1. If the licensed code enforcement risk assessor, or risk assessor authorized to work as an agent of the State Program finds no urgent lead hazards, the Letter of Interim Control remains valid.
2. If the licensed code enforcement risk assessor, or risk assessor authorized to work as an agent of the State Program identifies urgent lead hazards in the dwelling unit or residential premises, the risk assessor shall issue a risk assessment report listing all the urgent lead hazards that must be corrected and shall also issue an Order to Restore Interim Control Measures. The owner shall have 30 days from receipt of the risk assessment report and the Order to Restore Interim Control Measures to complete the required repairs or restoration, or such greater time period as allowed in exceptional cases by the Director, or, in their own respective cases, by a local code enforcement agency or board of health, or by judicial order. The repair or restoration work shall be performed in accordance with 105 CMR 460.105(B).
105 CMR- 1934
(c) 30 days following the owner's receipt of the Order to Restore Interim Control Measures, or sooner if requested by the owner, or upon the expiration of such greater period of time as allowed in exceptional cases by the Director, or, in their own respective cases, by the local code enforcement agency or board of health, or by judicial order, on a case by case basis, for the owner to complete repairs or restoration, a licensed code enforcement risk assessor, or a risk assessor authorized to work as an agent of the State Program, shall conduct one or more risk assessment reinspection(s). If all urgent lead hazards identified in the reinspection report have been corrected by the 30th day, or upon the expiration of such greater period of time as allowed in exceptional cases by the Director, or, in their own respective cases, by the local code enforcement agency or board of health, or by judicial order, the Letter of Interim Control shall remain valid.

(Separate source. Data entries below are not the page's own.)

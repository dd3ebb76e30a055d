use egui::{Align, Key, Layout, RichText};

use crate::services::session::{format_countdown, LoginFlow};
use crate::ui_egui::theme::GridTheme;

/// What the user did on the login screen this frame.
#[derive(Debug, Default, Clone, Copy, PartialEq, Eq)]
pub struct LoginViewResponse {
    pub submit: bool,
    pub username_changed: bool,
    /// The username field lost focus; time to consult the lock status.
    pub username_left: bool,
}

pub struct LoginView;

impl LoginView {
    pub fn show(ui: &mut egui::Ui, login: &mut LoginFlow, theme: &GridTheme) -> LoginViewResponse {
        let mut response = LoginViewResponse::default();

        ui.with_layout(Layout::top_down(Align::Center), |ui| {
            ui.add_space(ui.available_height() * 0.2);
            ui.heading("Tutor Desk");
            ui.label(RichText::new("Sign in to manage schedules").color(theme.text_secondary));
            ui.add_space(20.0);

            ui.allocate_ui(egui::vec2(320.0, 0.0), |ui| {
                ui.vertical(|ui| {
                    ui.label("Username");
                    let username = ui.add(
                        egui::TextEdit::singleline(&mut login.username)
                            .hint_text("Username")
                            .desired_width(f32::INFINITY),
                    );
                    response.username_changed = username.changed();
                    response.username_left = username.lost_focus();

                    ui.add_space(8.0);
                    ui.label("Password");
                    let password = ui.add(
                        egui::TextEdit::singleline(&mut login.password)
                            .password(true)
                            .hint_text("Password")
                            .desired_width(f32::INFINITY),
                    );
                    let enter_pressed =
                        password.lost_focus() && ui.input(|i| i.key_pressed(Key::Enter));

                    ui.add_space(12.0);

                    if let Some(message) = login.error() {
                        ui.label(RichText::new(message).color(theme.drop_conflict));
                    }

                    if let Some(secs) = login.lockout_remaining_secs() {
                        ui.label(
                            RichText::new(format!("Try again in {}", format_countdown(secs)))
                                .strong()
                                .color(theme.drop_conflict),
                        );
                    }

                    ui.add_space(8.0);
                    let ready = !login.is_locked() && !login.is_submitting();
                    let label = if login.is_submitting() { "Signing in…" } else { "Sign In" };
                    let clicked = ui
                        .add_enabled(
                            ready,
                            egui::Button::new(label).min_size(egui::vec2(320.0, 28.0)),
                        )
                        .clicked();

                    response.submit = ready && (clicked || enter_pressed);
                });
            });
        });

        response
    }
}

(d) If the owner fails to complete repairs or restoration as required by the Order to Restore Interim Control Measures within the required time period, the State Program or local code enforcement agency or board of health shall revoke the Letter of Interim Control for the dwelling unit or residential premises, and issue the owner an Order to Correct Violation(s) which shall require the owner to obtain a Letter of Full Compliance within the timelines of 105 CMR 460.751(C).
(e) During the period of time within which the owner must complete repairs or restoration, in accordance with 105 CMR 460.105(G)(1)(b) and (c), the owner of the unit with a Letter of Interim Control shall not be held strictly liable for injury or damage caused by exposure to dangerous levels of lead, as long as the owner meets the applicable deadlines set forth in 105 CMR 460.105(G)(1)(b) and (c).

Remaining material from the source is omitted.